If you missed almost all of the show, you may not want to count it in your overall totals. In this case, use the exclude_from_count
key:
- partial:
url: https://www.cagematch.net/?id=1&nr=236880
exclude: [2,3,5]
exclude_from_count: True
Partial shows can be combined with other shows, partial or otherwise, using the same merge feature:
- merge:
- partial:
url: https://www.cagematch.net/?id=1&nr=242611
exclude: [1]
- https://www.cagematch.net/?id=1&nr=242612
exclude_from_count
will be ignored in this case. If that's a problem for you, raise an issue and let me know.
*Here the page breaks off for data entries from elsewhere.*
use serde::{Deserialize, Serialize};

use crate::diamond_square::DiamondSquareGenerator;
use crate::error::TerrainError;
use crate::presets::NoiseColor;
use crate::terrain::Terrain;

/// One reproducible generation run. Missing fields fall back to `Default`.
#[derive(Debug, Clone, PartialEq, Serialize, Deserialize)]
#[serde(default, deny_unknown_fields)]
pub struct GeneratorConfig {
    pub seed: u64,
    /// Side length is `2^side_exponent + 1`.
    pub side_exponent: u32,
    pub color: NoiseColor,
}

impl Default for GeneratorConfig {
    fn default() -> Self {
        Self {
            seed: 42,
            side_exponent: 7,
            color: NoiseColor::Pink,
        }
    }
}

impl GeneratorConfig {
    pub fn from_json(json: &str) -> Result<Self, TerrainError> {
        Ok(serde_json::from_str(json)?)
    }

    pub fn generator(&self) -> DiamondSquareGenerator<NoiseColor> {
        DiamondSquareGenerator::from_color(self.color)
    }

    pub fn generate(&self) -> Result<Terrain, TerrainError> {
        self.generator().generate_seeded(self.side_exponent, self.seed)
    }
}

#[cfg(test)]
mod tests {
    use super::*;

    #[test]
    fn empty_object_yields_defaults() {
        assert_eq!(GeneratorConfig::from_json("{}").unwrap(), GeneratorConfig::default());
    }

    #[test]
    fn partial_config_overrides_named_fields() {
        let cfg = GeneratorConfig::from_json(r#"{"color": "violet", "side_exponent": 3}"#).unwrap();
        assert_eq!(cfg.color, NoiseColor::Violet);
        assert_eq!(cfg.side_exponent, 3);
        assert_eq!(cfg.seed, 42);
    }

    #[test]
    fn unknown_colour_and_fields_are_rejected() {
        assert!(matches!(
            GeneratorConfig::from_json(r#"{"color": "teal"}"#),
            Err(TerrainError::Config(_))
        ));
        assert!(GeneratorConfig::from_json(r#"{"octaves": 4}"#).is_err());
    }

    #[test]
    fn generate_is_reproducible_from_config() {
        let cfg = GeneratorConfig { seed: 7, side_exponent: 4, color: NoiseColor::Red };
        let a = cfg.generate().unwrap();
        assert_eq!(a.width(), 17);
        assert_eq!(a, cfg.generate().unwrap());
        assert_eq!(a, cfg.generator().generate_seeded(4, 7).unwrap());
    }

    #[test]
    fn oversized_exponent_surfaces_as_error() {
        let cfg = GeneratorConfig { side_exponent: 30, ..GeneratorConfig::default() };
        assert!(matches!(cfg.generate(), Err(TerrainError::ExponentTooLarge { .. })));
    }
}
My personal shows.yaml is in the repo, for comparison: shows.yaml
graps.py
is the portion responsible for taking the Cagematch pages and parsing them into a database. Running the script through python will (by default) load shows.yaml
and parse it into a backing database for the front end.
The parsed data is stored in a SQLite database. To remove the database so you can reload data from scratch, delete the database file, thedatabase.sqlite3
.
Note: Currently you'll need to do this every time you add new shows, this will be fixed at some point! 🤞🤞
To avoid making too many requests, Cagematch pages are cached locally when retrieved. The tool will print out as it loads whether a page was downloaded fresh or retrieved from the cache. If the information on a page has changed since it was first retrieved, deleting the cache database (cagematch_cache.sqlite
) will cause all pages to be reloaded on the next run.
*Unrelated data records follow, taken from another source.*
//! Diamond-square midpoint displacement.
//!
//! Starting from four seeded corners, each level first sets the centre of every
//! square (mean of its four diagonal corners) and then the centre of every
//! diamond (mean of its orthogonal neighbours), adding a random offset scaled by
//! the amplitude function at that level's frequency. Square length halves per
//! level until it reaches 1, so frequency doubles per level.
//!
//! Edge diamonds have only three neighbours inside the grid; the missing one is
//! dropped from the mean rather than wrapped.

use rand::rngs::StdRng;
use rand::{Rng, SeedableRng};
use tracing::{debug, instrument, trace};

use crate::amplitude::AmplitudeFunction;
use crate::error::TerrainError;
use crate::terrain::Terrain;

#[cfg(feature = "threading")]
use rayon::prelude::*;

/// Elevation given to the four corners before subdivision.
pub const CORNER_SEED: f32 = 0.5;

/// Largest accepted side exponent: a 16385×16385 grid (~1 GiB of `f32`).
pub const MAX_SIDE_EXPONENT: u32 = 14;

/// A noise source that produces a fresh square terrain of side `2^side_exponent + 1`.
pub trait TerrainGenerator {
    fn generate<R: Rng + ?Sized>(&self, side_exponent: u32, rng: &mut R) -> Result<Terrain, TerrainError>;
}

/// Diamond-square engine parameterised by its amplitude function.
#[derive(Debug, Clone)]
pub struct DiamondSquareGenerator<A> {
    amplitude: A,
}

impl<A: AmplitudeFunction> DiamondSquareGenerator<A> {
    pub fn new(amplitude: A) -> Self {
        Self { amplitude }
    }

    pub fn amplitude_function(&self) -> &A {
        &self.amplitude
    }

    /// Generate with a `StdRng` seeded from `seed`.
    pub fn generate_seeded(&self, side_exponent: u32, seed: u64) -> Result<Terrain, TerrainError> {
        let mut rng = StdRng::seed_from_u64(seed);
        self.generate(side_exponent, &mut rng)
    }

    /// One terrain per seed, each from its own `StdRng`, in the order of `seeds`.
    ///
    /// Runs on the rayon pool when the `threading` feature is enabled.
    pub fn generate_many(&self, side_exponent: u32, seeds: &[u64]) -> Result<Vec<Terrain>, TerrainError> {
        side_len_for(side_exponent)?;

        #[cfg(feature = "threading")]
        let seeds = seeds.par_iter();
        #[cfg(not(feature = "threading"))]
        let seeds = seeds.iter();

        seeds.map(|&seed| self.generate_seeded(side_exponent, seed)).collect()
    }

    /// Seed the corners of an existing terrain and subdivide it in place.
    ///
    /// The terrain must be square with side `2^n + 1`; anything else is
    /// rejected before a single cell is written.
    #[instrument(level = "debug", skip_all, fields(side = terrain.width()))]
    pub fn fill<R: Rng + ?Sized>(&self, terrain: &mut Terrain, rng: &mut R) -> Result<(), TerrainError> {
        if !terrain.is_square_power_of_two_plus_one() {
            return Err(TerrainError::InvalidSideLength {
                width: terrain.width(),
                length: terrain.length(),
            });
        }

        initialize_corners(terrain, CORNER_SEED);
        let square_len = terrain.width() - 1;
        self.divide(terrain, square_len, rng);

        debug!(
            min = terrain.min_elevation(),
            max = terrain.max_elevation(),
            "diamond-square fill complete"
        );
        Ok(())
    }

    /// One subdivision level, then recurse on half-size squares.
    fn divide<R: Rng + ?Sized>(&self, terrain: &mut Terrain, square_len: usize, rng: &mut R) {
        let half = square_len / 2;
        if half < 1 {
            return;
        }

        let (width, length) = (terrain.width(), terrain.length());
        trace!(square_len, frequency = frequency(terrain, square_len), "subdividing");

        for y in (half..length).step_by(square_len) {
            for x in (half..width).step_by(square_len) {
                self.update_square(terrain, x, y, square_len, rng);
            }
        }

        for y in (0..length).step_by(half) {
            for x in ((y + half) % square_len..width).step_by(square_len) {
                self.update_diamond(terrain, x, y, square_len, rng);
            }
        }

        self.divide(terrain, half, rng);
    }

    /// Centre of the square whose corners lie `square_len / 2` away diagonally.
    fn update_square<R: Rng + ?Sized>(
        &self,
        terrain: &mut Terrain,
        x: usize,
        y: usize,
        square_len: usize,
        rng: &mut R,
    ) {
        let h = square_len / 2;
        let sum = terrain.at(x - h, y - h) as f64
            + terrain.at(x - h, y + h) as f64
            + terrain.at(x + h, y - h) as f64
            + terrain.at(x + h, y + h) as f64;
        let offset = self.offset(frequency(terrain, square_len), rng);
        terrain.put(x, y, clamp_unit(sum / 4.0 + offset));
    }

    /// Centre of the diamond spanning `diamond_len` corner to corner.
    fn update_diamond<R: Rng + ?Sized>(
        &self,
        terrain: &mut Terrain,
        x: usize,
        y: usize,
        diamond_len: usize,
        rng: &mut R,
    ) {
        let mean = diamond_mean(terrain, x, y, diamond_len / 2);
        let offset = self.offset(frequency(terrain, diamond_len), rng);
        terrain.put(x, y, clamp_unit(mean + offset));
    }

    /// Uniform draw from `[-0.5, 0.5)` scaled by the amplitude at `frequency`.
    ///
    /// A centred draw is a zero offset even for an infinite amplitude.
    #[inline]
    fn offset<R: Rng + ?Sized>(&self, frequency: f64, rng: &mut R) -> f64 {
        let centred = rng.gen::<f64>() - 0.5;
        if centred == 0.0 {
            return 0.0;
        }
        centred * self.amplitude.amplitude(frequency)
    }
}

impl<A: AmplitudeFunction> TerrainGenerator for DiamondSquareGenerator<A> {
    #[instrument(level = "debug", skip(self, rng))]
    fn generate<R: Rng + ?Sized>(&self, side_exponent: u32, rng: &mut R) -> Result<Terrain, TerrainError> {
        let side_len = side_len_for(side_exponent)?;
        let mut terrain = Terrain::new(side_len, side_len)?;
        self.fill(&mut terrain, rng)?;
        Ok(terrain)
    }
}

/// `2^side_exponent + 1`, refusing exponents past `MAX_SIDE_EXPONENT`.
fn side_len_for(side_exponent: u32) -> Result<usize, TerrainError> {
    if side_exponent > MAX_SIDE_EXPONENT {
        return Err(TerrainError::ExponentTooLarge { side_exponent, max: MAX_SIDE_EXPONENT });
    }
    Ok((1usize << side_exponent) + 1)
}

fn initialize_corners(terrain: &mut Terrain, value: f32) {
    let (w, l) = (terrain.width() - 1, terrain.length() - 1);
    terrain.put(0, 0, value);
    terrain.put(0, l, value);
    terrain.put(w, 0, value);
    terrain.put(w, l, value);
}

/// Integer ratio of full side to subdivision length: 1 at the top level,
/// doubling with every halving of `sub_len`.
#[inline]
fn frequency(terrain: &Terrain, sub_len: usize) -> f64 {
    (terrain.length() / sub_len) as f64
}

/// Mean of the orthogonal neighbours at distance `half`, skipping those that
/// would fall off the grid.
fn diamond_mean(terrain: &Terrain, x: usize, y: usize, half: usize) -> f64 {
    let mut sum = 0.0f64;
    let mut count = 0u32;
    if x != 0 {
        sum += terrain.at(x - half, y) as f64;
        count += 1;
    }
    if y != 0 {
        sum += terrain.at(x, y - half) as f64;
        count += 1;
    }
    if x != terrain.width() - 1 {
        sum += terrain.at(x + half, y) as f64;
        count += 1;
    }
    if y != terrain.length() - 1 {
        sum += terrain.at(x, y + half) as f64;
        count += 1;
    }
    sum / count as f64
}

/// Hard clamp into `[0, 1]`; out-of-range values land exactly on the bound.
/// NaN, which only a NaN amplitude can produce, maps to `0.0`.
#[inline]
fn clamp_unit(value: f64) -> f32 {
    if value.is_nan() {
        0.0
    } else if value > 1.0 {
        1.0
    } else if value < 0.0 {
        0.0
    } else {
        value as f32
    }
}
usage: graps.py [-h] [-f FILE] [-v] [-t] [-p]
Scrape and parse a list of shows
optional arguments:
-h, --help show this help message and exit
-f FILE, --file FILE file to be loaded
-v, --verbose output more info about what's being parsed
-t, --no-translations
don't perform translations, e.g Tag -> Day in show
names
-p, --profile run profiling
To start the webserver delivering the front end, run app.py
through Python. The console will display the URL the webserver has declared.
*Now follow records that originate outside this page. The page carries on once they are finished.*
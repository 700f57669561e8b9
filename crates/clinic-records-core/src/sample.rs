//! Demo records the dashboard starts with.

use std::sync::Arc;

use chrono::{NaiveDate, TimeZone, Utc};

use crate::config::ClinicConfig;
use crate::models::{
    Appointment, AppointmentStatus, AppointmentType, Bill, BillItem, BillStatus, Gender, Patient,
    PatientInput,
};
use crate::records::{Clock, ClinicStore, SystemClock};

struct SeedPatient {
    patient_id: &'static str,
    first_name: &'static str,
    last_name: &'static str,
    gender: Gender,
    born: (i32, u32, u32),
    email: &'static str,
    mobile_phone: &'static str,
    address: [&'static str; 6],
    occupation: &'static str,
    assigned_doctor: &'static str,
    referred_by: &'static str,
    old_mrd_id: &'static str,
    remarks: &'static str,
    edited: (i32, u32, u32),
}

const PATIENTS: [SeedPatient; 10] = [
    SeedPatient {
        patient_id: "P001",
        first_name: "John",
        last_name: "Doe",
        gender: Gender::Male,
        born: (1990, 5, 15),
        email: "john.doe@example.com",
        mobile_phone: "+1234567890",
        address: ["123 Main St", "Apt 4B", "New York", "NY", "10001", "USA"],
        occupation: "Software Engineer",
        assigned_doctor: "Dr. Smith",
        referred_by: "Dr. Johnson",
        old_mrd_id: "MRD001",
        remarks: "Regular checkup required",
        edited: (2024, 2, 20),
    },
    SeedPatient {
        patient_id: "P002",
        first_name: "Muthu",
        last_name: "Kumar",
        gender: Gender::Male,
        born: (1995, 8, 22),
        email: "mutew.m@gmail.com",
        mobile_phone: "+919500198197",
        address: ["456 Park Avenue", "Flat 3C", "Chennai", "Tamil Nadu", "600001", "India"],
        occupation: "IT Professional",
        assigned_doctor: "Dr. Rajesh",
        referred_by: "Dr. Priya",
        old_mrd_id: "MRD002",
        remarks: "Follow-up required in 3 months",
        edited: (2024, 2, 21),
    },
    SeedPatient {
        patient_id: "P003",
        first_name: "Sarah",
        last_name: "Wilson",
        gender: Gender::Female,
        born: (1985, 3, 10),
        email: "sarah.w@example.com",
        mobile_phone: "+1987654321",
        address: ["789 Oak Street", "", "Los Angeles", "CA", "90001", "USA"],
        occupation: "Teacher",
        assigned_doctor: "Dr. Brown",
        referred_by: "Dr. Davis",
        old_mrd_id: "MRD003",
        remarks: "Annual checkup completed",
        edited: (2024, 2, 19),
    },
    SeedPatient {
        patient_id: "P004",
        first_name: "Michael",
        last_name: "Chen",
        gender: Gender::Male,
        born: (1992, 11, 25),
        email: "michael.c@example.com",
        mobile_phone: "+1122334455",
        address: ["321 Pine Road", "Unit 7", "San Francisco", "CA", "94101", "USA"],
        occupation: "Data Scientist",
        assigned_doctor: "Dr. Lee",
        referred_by: "Dr. Wang",
        old_mrd_id: "MRD004",
        remarks: "Follow-up scheduled",
        edited: (2024, 2, 18),
    },
    SeedPatient {
        patient_id: "P005",
        first_name: "Emma",
        last_name: "Thompson",
        gender: Gender::Female,
        born: (1998, 7, 30),
        email: "emma.t@example.com",
        mobile_phone: "+1445566778",
        address: ["654 Maple Drive", "", "Chicago", "IL", "60601", "USA"],
        occupation: "Marketing Manager",
        assigned_doctor: "Dr. Anderson",
        referred_by: "Dr. Taylor",
        old_mrd_id: "MRD005",
        remarks: "Initial consultation completed",
        edited: (2024, 2, 17),
    },
    SeedPatient {
        patient_id: "P006",
        first_name: "David",
        last_name: "Kim",
        gender: Gender::Male,
        born: (1988, 4, 12),
        email: "david.k@example.com",
        mobile_phone: "+1990011223",
        address: ["987 Cedar Lane", "Apt 12D", "Seattle", "WA", "98101", "USA"],
        occupation: "Product Manager",
        assigned_doctor: "Dr. Park",
        referred_by: "Dr. Choi",
        old_mrd_id: "MRD006",
        remarks: "Regular checkup required",
        edited: (2024, 2, 16),
    },
    SeedPatient {
        patient_id: "P007",
        first_name: "Lisa",
        last_name: "Garcia",
        gender: Gender::Female,
        born: (1993, 9, 18),
        email: "lisa.g@example.com",
        mobile_phone: "+1556677889",
        address: ["147 Birch Street", "", "Miami", "FL", "33101", "USA"],
        occupation: "Nurse",
        assigned_doctor: "Dr. Rodriguez",
        referred_by: "Dr. Martinez",
        old_mrd_id: "MRD007",
        remarks: "Follow-up in 2 weeks",
        edited: (2024, 2, 15),
    },
    SeedPatient {
        patient_id: "P008",
        first_name: "James",
        last_name: "Wilson",
        gender: Gender::Male,
        born: (1965, 12, 5),
        email: "james.w@example.com",
        mobile_phone: "+1667788990",
        address: ["258 Elm Avenue", "Suite 5", "Boston", "MA", "02101", "USA"],
        occupation: "Retired",
        assigned_doctor: "Dr. Thompson",
        referred_by: "Dr. Brown",
        old_mrd_id: "MRD008",
        remarks: "Annual checkup completed",
        edited: (2024, 2, 14),
    },
    SeedPatient {
        patient_id: "P009",
        first_name: "Sophia",
        last_name: "Lee",
        gender: Gender::Female,
        born: (1997, 2, 28),
        email: "sophia.l@example.com",
        mobile_phone: "+1778899001",
        address: ["369 Willow Road", "", "Houston", "TX", "77001", "USA"],
        occupation: "Graphic Designer",
        assigned_doctor: "Dr. Chen",
        referred_by: "Dr. Wang",
        old_mrd_id: "MRD009",
        remarks: "Initial consultation scheduled",
        edited: (2024, 2, 13),
    },
    SeedPatient {
        patient_id: "P010",
        first_name: "Robert",
        last_name: "Taylor",
        gender: Gender::Male,
        born: (1991, 6, 15),
        email: "robert.t@example.com",
        mobile_phone: "+1889900112",
        address: ["741 Ash Street", "Apt 8E", "Denver", "CO", "80201", "USA"],
        occupation: "Architect",
        assigned_doctor: "Dr. Anderson",
        referred_by: "Dr. Smith",
        old_mrd_id: "MRD010",
        remarks: "Follow-up required",
        edited: (2024, 2, 12),
    },
];

fn date((y, m, d): (i32, u32, u32)) -> NaiveDate {
    NaiveDate::from_ymd_opt(y, m, d).unwrap_or_default()
}

fn seed_patient(seed: &SeedPatient) -> Patient {
    let [address1, address2, city, state, pincode, country] = seed.address;
    let mut input = PatientInput::new(
        seed.first_name,
        seed.last_name,
        seed.gender,
        seed.email,
        seed.mobile_phone,
    );
    input.patient_id = Some(seed.patient_id.into());
    input.date_of_birth = Some(date(seed.born));
    input.address1 = address1.into();
    input.address2 = address2.into();
    input.city = city.into();
    input.state = state.into();
    input.pincode = pincode.into();
    input.country = country.into();
    input.occupation = seed.occupation.into();
    input.assigned_doctor = seed.assigned_doctor.into();
    input.referred_by = seed.referred_by.into();
    input.old_mrd_id = seed.old_mrd_id.into();
    input.remarks = seed.remarks.into();

    let (y, m, d) = seed.edited;
    let edited = Utc
        .with_ymd_and_hms(y, m, d, 0, 0, 0)
        .single()
        .unwrap_or_default();
    Patient::from_input(seed.patient_id.into(), input, edited)
}

/// Demo patients.
pub fn sample_patients() -> Vec<Patient> {
    PATIENTS.iter().map(seed_patient).collect()
}

/// Demo appointments for the demo patients.
pub fn sample_appointments() -> Vec<Appointment> {
    vec![
        Appointment {
            id: 1,
            patient_id: "P001".into(),
            patient_name: "John Doe".into(),
            date: date((2024, 3, 28)),
            time: "10:00".into(),
            appointment_type: AppointmentType::CataractConsultation,
            status: AppointmentStatus::Scheduled,
        },
        Appointment {
            id: 2,
            patient_id: "P003".into(),
            patient_name: "Sarah Wilson".into(),
            date: date((2024, 3, 28)),
            time: "14:30".into(),
            appointment_type: AppointmentType::GlaucomaScreening,
            status: AppointmentStatus::Scheduled,
        },
    ]
}

/// Demo bills.
pub fn sample_bills() -> Vec<Bill> {
    vec![Bill {
        id: 1,
        bill_number: "BILL-001".into(),
        patient_id: "P001".into(),
        patient_name: "John Doe".into(),
        date: date((2024, 3, 1)),
        items: vec![
            BillItem::new("Consultation Fee", 1.0, 100.0),
            BillItem::new("Medicine", 2.0, 50.0),
        ],
        total_amount: 200.0,
        status: BillStatus::Paid,
        payment_method: Some("Credit Card".into()),
        notes: None,
    }]
}

impl ClinicStore {
    /// Store pre-filled with the demo records, using the system clock.
    pub fn with_sample_data(config: ClinicConfig) -> Self {
        Self::with_sample_data_and_clock(config, Arc::new(SystemClock))
    }

    pub fn with_sample_data_and_clock(config: ClinicConfig, clock: Arc<dyn Clock>) -> Self {
        Self::from_records(
            config,
            clock,
            sample_patients(),
            sample_appointments(),
            sample_bills(),
        )
    }
}
//! Patient analytics.

use chrono::{DateTime, Utc};
use serde::{Deserialize, Serialize};

use crate::config::AgeBand;
use crate::models::{Gender, Patient};

#[derive(Debug, Clone, Default, Serialize, Deserialize, PartialEq, Eq)]
pub struct GenderCounts {
    pub male: usize,
    pub female: usize,
    pub other: usize,
}

#[derive(Debug, Clone, Serialize, Deserialize, PartialEq, Eq)]
pub struct AgeBandCount {
    pub label: String,
    pub count: usize,
}

#[derive(Debug, Clone, Serialize, Deserialize, PartialEq, Eq)]
pub struct CityCount {
    pub city: String,
    pub count: usize,
}

/// Summary of the patient collection.
#[derive(Debug, Clone, Serialize, Deserialize, PartialEq)]
pub struct PatientAnalytics {
    pub total_patients: usize,
    pub by_gender: GenderCounts,
    /// Rounded mean over patients with a known age; 0 when none
    pub average_age: u32,
    /// One entry per configured band, in band order
    pub by_age_band: Vec<AgeBandCount>,
    /// Last edited in the current calendar month
    pub edited_this_month: usize,
    pub with_assigned_doctor: usize,
    /// Non-empty cities in first-seen order
    pub by_city: Vec<CityCount>,
    /// Highest count; ties go to the city seen first
    pub most_common_city: Option<String>,
}

impl PatientAnalytics {
    /// `count` as a percentage of all patients, 0 for an empty collection.
    pub fn percentage(&self, count: usize) -> f64 {
        if self.total_patients == 0 {
            return 0.0;
        }
        count as f64 * 100.0 / self.total_patients as f64
    }

    pub fn male_percentage(&self) -> f64 {
        self.percentage(self.by_gender.male)
    }

    pub fn female_percentage(&self) -> f64 {
        self.percentage(self.by_gender.female)
    }

    pub fn assigned_doctor_percentage(&self) -> f64 {
        self.percentage(self.with_assigned_doctor)
    }
}

/// Aggregate the patient collection. Ages are computed as of `now`.
pub fn aggregate_patient_analytics(
    patients: &[Patient],
    age_bands: &[AgeBand],
    now: DateTime<Utc>,
) -> PatientAnalytics {
    let today = now.date_naive();
    let mut by_gender = GenderCounts::default();
    let mut by_age_band: Vec<AgeBandCount> = age_bands
        .iter()
        .map(|band| AgeBandCount {
            label: band.label.clone(),
            count: 0,
        })
        .collect();
    let mut by_city: Vec<CityCount> = Vec::new();
    let mut age_sum: u64 = 0;
    let mut aged: u64 = 0;
    let mut edited_this_month = 0;
    let mut with_assigned_doctor = 0;

    for patient in patients {
        match patient.gender {
            Gender::Male => by_gender.male += 1,
            Gender::Female => by_gender.female += 1,
            Gender::Other => by_gender.other += 1,
        }

        if let Some(age) = patient.age_on(today) {
            age_sum += u64::from(age);
            aged += 1;
            if let Some(i) = age_bands.iter().position(|band| band.contains(age)) {
                by_age_band[i].count += 1;
            }
        }

        if patient.edited_in_month_of(now) {
            edited_this_month += 1;
        }
        if patient.has_assigned_doctor() {
            with_assigned_doctor += 1;
        }

        let city = &patient.city;
        if !city.is_empty() {
            match by_city.iter_mut().find(|c| c.city == *city) {
                Some(entry) => entry.count += 1,
                None => by_city.push(CityCount {
                    city: city.clone(),
                    count: 1,
                }),
            }
        }
    }

    let average_age = if aged == 0 {
        0
    } else {
        (age_sum as f64 / aged as f64).round() as u32
    };

    let mut most_common: Option<&CityCount> = None;
    for entry in &by_city {
        if most_common.map_or(true, |best| entry.count > best.count) {
            most_common = Some(entry);
        }
    }
    let most_common_city = most_common.map(|c| c.city.clone());

    PatientAnalytics {
        total_patients: patients.len(),
        by_gender,
        average_age,
        by_age_band,
        edited_this_month,
        with_assigned_doctor,
        by_city,
        most_common_city,
    }
}

/// Drill-down selections behind the dashboard cards.
#[derive(Debug, Clone, PartialEq)]
pub enum PatientFilter {
    EditedThisMonth,
    WithAssignedDoctor,
    Gender(Gender),
    AgeBand(AgeBand),
    /// Exact doctor name
    AssignedDoctor(String),
    /// Exact city name
    City(String),
}

/// Patients matching `filter`, in collection order.
pub fn filter_patients<'a>(
    patients: &'a [Patient],
    filter: &PatientFilter,
    now: DateTime<Utc>,
) -> Vec<&'a Patient> {
    let today = now.date_naive();
    patients
        .iter()
        .filter(|p| match filter {
            PatientFilter::EditedThisMonth => p.edited_in_month_of(now),
            PatientFilter::WithAssignedDoctor => p.has_assigned_doctor(),
            PatientFilter::Gender(gender) => p.gender == *gender,
            PatientFilter::AgeBand(band) => p.age_on(today).is_some_and(|age| band.contains(age)),
            PatientFilter::AssignedDoctor(doctor) => p.assigned_doctor == *doctor,
            PatientFilter::City(city) => p.city == *city,
        })
        .collect()
}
The vague future plans I have and stuff that's being looked at "currently" (read: when I feel like playing around with it) is tracked on the project TODO board.
The main items still todo are:
- Add a way to include shows not on Cagematch. Probably some method to load YAML from a file or directory that includes the metadata we need.
- Initially, this is a locally run thing, requiring Python etc. I'd like to get it to a place where it's something online, or at least something you just need to dump a list of shows into. Then you're starting to get into accounts and webservers and deployments and stuff I have even less experience in, so that may be a way off!